The grocery store dairy aisle has gone multicultural. In the last several years, a mind-blowing 2,500-percent increase in sales of Greek-style yogurt have lead the charge in a diversifying yogurt section. A shopper in 2007 had essentially two decisions to make when choosing yogurt: "fruit on the bottom" or the kind with strawberries or blueberries already mixed in. Now, a consumer can select from the following: full-fat, low-fat or non-fat; Greek or regular; drinkable Kefir; organic or conventional; and even yogurts with added fiber — with more varieties probably being added as you read this.
Yogurt is one of humanity's oldest processed foods, with evidence of its creation potentially going back 7,000 years. It's made and used in a variety of ways in societies from India to Europe to the Middle East to Africa. All these varieties of yogurt share a few things in common. Each is made with live cultures, which are a type of good bacteria that transform liquid milk into the sour taste and thick consistency of yogurt. Academy Spokesperson Sarah Krieger, MPH, RDN, LDN, says all yogurts contain important nutrients such as calcium, vitamin D, protein, potassium and B vitamins.

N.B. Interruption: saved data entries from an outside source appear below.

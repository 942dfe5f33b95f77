//! Default User-Agent for API and bundle requests.

/// Project URL for User-Agent identification.
const PROJECT_UA_URL: &str = "https://github.com/bundlex/bundlex";

/// Default User-Agent (identifies the tool and its version).
#[must_use]
pub(crate) fn default_user_agent() -> String {
    let version = env!("CARGO_PKG_VERSION");
    format!("bundlex/{version} (ci-file-exchange; +{PROJECT_UA_URL})")
}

No matter the type you choose, Krieger has one piece of advice: "Eat the whey!" The whey is the liquid that can pool at the top of a yogurt container, and it is the source of much of yogurt's calcium. You can stir it back into the rest of the yogurt. "Use it in smoothies or instead of water in hot cereal," Krieger suggests.
Whey (actually the absence of it) is key to Greek yogurt. "Greek yogurt has most of the whey removed" through a process of straining, Krieger says. "Leaving a product that is thicker, with more protein, but less calcium — unless calcium is added back. Read the ingredients to see if calcium has been added."

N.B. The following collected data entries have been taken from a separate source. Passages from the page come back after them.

//! Authenticated JSON transport over a pooled HTTP client.
//!
//! [`Transport`] issues one request per call to [`Transport::send`], attaching
//! the token, User-Agent and `Accept` headers. Non-2xx responses become
//! [`ApiError`]s built from a bounded prefix of the body. 2xx bodies that are
//! empty mean "success, nothing to decode"; anything else is decoded into the
//! caller's type.
//!
//! [`Transport::send_with_retry`] layers the [`Backoff`] engine on top. Since
//! a request body may be a one-shot stream, the body is described by a
//! [`RetryBody`] that says how to produce it again for each attempt.

use std::fmt;
use std::sync::{Arc, Mutex};

use bytes::Bytes;
use futures_util::StreamExt;
use reqwest::header::{ACCEPT, CONTENT_TYPE, HeaderValue};
use reqwest::{Client, Method};
use serde::de::DeserializeOwned;
use tracing::{debug, instrument};
use url::Url;

use super::constants::{AUTH_HEADER, CONNECT_TIMEOUT, ERROR_BODY_CAP};
use super::retry::{Backoff, is_retryable};
use super::{ApiError, ClientError};
use crate::config::{ClientConfig, ConfigError};
use crate::scope::CallScope;

/// Produces a fresh request body for every attempt.
pub type BodyFactory = Arc<dyn Fn() -> Result<reqwest::Body, ClientError> + Send + Sync>;

/// How a request body is reproduced across retry attempts.
///
/// Chosen once per call:
/// - [`RetryBody::Factory`] rebuilds the body (streamed uploads),
/// - [`RetryBody::Rewindable`] replays in-memory bytes,
/// - [`RetryBody::Once`] can be sent a single time, so retries are disabled.
pub enum RetryBody {
    /// No request body.
    Empty,
    /// Rebuilt from scratch for each attempt.
    Factory(BodyFactory),
    /// Replayed from the start for each attempt.
    Rewindable(Bytes),
    /// Consumed by the first attempt.
    Once(Mutex<Option<reqwest::Body>>),
}

impl fmt::Debug for RetryBody {
    fn fmt(&self, f: &mut fmt::Formatter<'_>) -> fmt::Result {
        match self {
            Self::Empty => f.write_str("Empty"),
            Self::Factory(_) => f.write_str("Factory(..)"),
            Self::Rewindable(bytes) => write!(f, "Rewindable({} bytes)", bytes.len()),
            Self::Once(_) => f.write_str("Once(..)"),
        }
    }
}

impl RetryBody {
    /// Serializes `value` into a rewindable JSON body.
    ///
    /// # Errors
    ///
    /// Returns [`ClientError::InvalidRequest`] if `value` cannot be serialized.
    pub fn json<T: serde::Serialize>(value: &T) -> Result<Self, ClientError> {
        serde_json::to_vec(value)
            .map(|bytes| Self::Rewindable(Bytes::from(bytes)))
            .map_err(|e| ClientError::invalid_request(format!("request body is not serializable: {e}")))
    }

    /// Wraps a body that can only be sent once.
    #[must_use]
    pub fn once(body: reqwest::Body) -> Self {
        Self::Once(Mutex::new(Some(body)))
    }

    /// Returns `true` if the body can be produced more than once.
    #[must_use]
    pub fn is_replayable(&self) -> bool {
        !matches!(self, Self::Once(_))
    }

    fn next_body(&self) -> Result<Option<reqwest::Body>, ClientError> {
        match self {
            Self::Empty => Ok(None),
            Self::Factory(factory) => factory().map(Some),
            Self::Rewindable(bytes) => Ok(Some(reqwest::Body::from(bytes.clone()))),
            Self::Once(slot) => slot
                .lock()
                .unwrap_or_else(std::sync::PoisonError::into_inner)
                .take()
                .map(Some)
                .ok_or_else(|| ClientError::invalid_request("one-shot request body was already sent")),
        }
    }
}

/// Authenticated API transport.
///
/// Cheap to clone; clones share the connection pool, configuration and
/// backoff engine.
#[derive(Debug, Clone)]
pub struct Transport {
    http: Client,
    config: Arc<ClientConfig>,
    backoff: Arc<Backoff>,
}

impl Transport {
    /// Builds a transport with a fresh connection pool.
    ///
    /// # Errors
    ///
    /// Returns [`ClientError::Config`] if the HTTP client cannot be built.
    pub fn new(config: Arc<ClientConfig>) -> Result<Self, ClientError> {
        let backoff = Arc::new(Backoff::new(config.retry_policy()));
        Self::with_backoff(config, backoff)
    }

    /// Builds a transport sharing an existing backoff engine.
    ///
    /// # Errors
    ///
    /// Returns [`ClientError::Config`] if the HTTP client cannot be built.
    pub fn with_backoff(config: Arc<ClientConfig>, backoff: Arc<Backoff>) -> Result<Self, ClientError> {
        let mut builder = Client::builder()
            .connect_timeout(CONNECT_TIMEOUT)
            .gzip(true)
            .user_agent(config.user_agent());
        if let Some(timeout) = config.http_timeout() {
            builder = builder.timeout(timeout);
        }
        let http = builder
            .build()
            .map_err(|source| ConfigError::HttpClient { source })?;
        Ok(Self {
            http,
            config,
            backoff,
        })
    }

    /// Shared configuration.
    #[must_use]
    pub fn config(&self) -> &ClientConfig {
        &self.config
    }

    /// Shared backoff engine.
    #[must_use]
    pub fn backoff(&self) -> &Backoff {
        &self.backoff
    }

    /// Resolves `path` against the base URL. Leading slashes are ignored so
    /// the base URL's own path is kept.
    ///
    /// # Errors
    ///
    /// Returns [`ClientError::InvalidRequest`] if the joined URL is invalid.
    pub fn endpoint(&self, path: &str) -> Result<Url, ClientError> {
        self.config
            .base_url()
            .join(path.trim_start_matches('/'))
            .map_err(|e| ClientError::invalid_request(format!("invalid request path {path}: {e}")))
    }

    /// Sends one request and decodes the response.
    ///
    /// Returns `Ok(None)` for a 2xx response with an empty body.
    ///
    /// # Errors
    ///
    /// - [`ClientError::Api`] for non-2xx responses
    /// - [`ClientError::Network`] / [`ClientError::Timeout`] for transport faults
    /// - [`ClientError::Truncated`] / [`ClientError::Decode`] for bad 2xx bodies
    #[instrument(level = "debug", skip(self, body), fields(method = %method))]
    pub async fn send<T: DeserializeOwned>(
        &self,
        method: Method,
        path: &str,
        body: Option<reqwest::Body>,
    ) -> Result<Option<T>, ClientError> {
        let url = self.endpoint(path)?;
        let operation = format!("{method} {path}");

        let mut token = HeaderValue::from_str(self.config.token())
            .map_err(|_| ClientError::Config(ConfigError::InvalidToken))?;
        token.set_sensitive(true);

        let mut request = self
            .http
            .request(method, url)
            .header(AUTH_HEADER, token)
            .header(ACCEPT, "application/json");
        if let Some(body) = body {
            request = request
                .header(CONTENT_TYPE, "application/json")
                .body(body);
        }

        let response = request
            .send()
            .await
            .map_err(|e| ClientError::network(operation.clone(), e))?;

        let status = response.status();
        if !status.is_success() {
            let prefix = read_capped(response, ERROR_BODY_CAP).await;
            let error = ApiError::from_body(status.as_u16(), &prefix);
            debug!(status = status.as_u16(), error = %error, "API returned error status");
            return Err(error.into());
        }

        let bytes = response
            .bytes()
            .await
            .map_err(|e| ClientError::network(operation.clone(), e))?;
        decode_body(&operation, &bytes)
    }

    /// Sends a request through the backoff engine.
    ///
    /// A [`RetryBody::Once`] body is sent a single time regardless of the
    /// configured retry budget.
    ///
    /// # Errors
    ///
    /// Returns the final error annotated with the attempt count, or the
    /// scope's cancellation/deadline error.
    pub async fn send_with_retry<T: DeserializeOwned>(
        &self,
        scope: &CallScope,
        method: Method,
        path: &str,
        body: RetryBody,
    ) -> Result<Option<T>, ClientError> {
        let mut policy = self.config.retry_policy();
        if !body.is_replayable() {
            policy = policy.without_retries();
        }
        let operation = format!("{method} {path}");

        self.backoff
            .run_with_policy(
                scope,
                &operation,
                policy,
                |_attempt| {
                    let method = method.clone();
                    let body = body.next_body();
                    async move { self.send::<T>(method, path, body?).await }
                },
                is_retryable,
            )
            .await
    }
}

/// Decodes a 2xx body; empty or whitespace-only bodies decode to `None`.
pub(crate) fn decode_body<T: DeserializeOwned>(
    operation: &str,
    bytes: &[u8],
) -> Result<Option<T>, ClientError> {
    if bytes.iter().all(u8::is_ascii_whitespace) {
        return Ok(None);
    }
    serde_json::from_slice(bytes)
        .map(Some)
        .map_err(|e| ClientError::decode(operation, e))
}

/// Reads at most `cap` bytes of a response body. Read errors end the prefix
/// early; the status code is what matters to the caller.
async fn read_capped(response: reqwest::Response, cap: usize) -> Vec<u8> {
    let mut prefix = Vec::new();
    let mut stream = response.bytes_stream();
    while let Some(chunk) = stream.next().await {
        match chunk {
            Ok(chunk) => {
                let take = (cap - prefix.len()).min(chunk.len());
                prefix.extend_from_slice(&chunk[..take]);
                if prefix.len() >= cap {
                    break;
                }
            }
            Err(error) => {
                debug!(error = %error, "error body read interrupted");
                break;
            }
        }
    }
    prefix
}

Lactose Intolerance Help and Other Health Benefits
For people with lactose intolerance who don't want to give up on dairy's nutritional benefits, yogurt can be a good option. "Yogurt contains less lactose than ice cream and milk," Krieger says. "A person with many symptoms from lactose intolerance should eat yogurt with other foods — including nuts, fruit or cereal — and possibly in smaller amounts."
Yogurt has less lactose because the introduced bacteria – also called "live cultures" with names such as Lactobacillus acidophilus, L. casei, L. reuteri and Bicfidobacterium bifidum (or Bifidus) — help digest the lactose. Even for people with no problems digesting lactose in other forms of dairy, live cultures in yogurt are still beneficial. They promote overall gut health and immunity. To make sure the yogurt product you're considering has these cultures, either look on the ingredient label for the bacteria listed above or the National Yogurt Association's "Live and Active Cultures" seal.
More Yogurt Options
Other recent yogurt products added to store shelves include drinkable yogurt, kefir, squeezable yogurt and yogurt with added fiber. For these products, Krieger advises buyers to check nutrition labels and ingredient lists. Look out for added colors or sugars, especially in the kinds marketed to kids.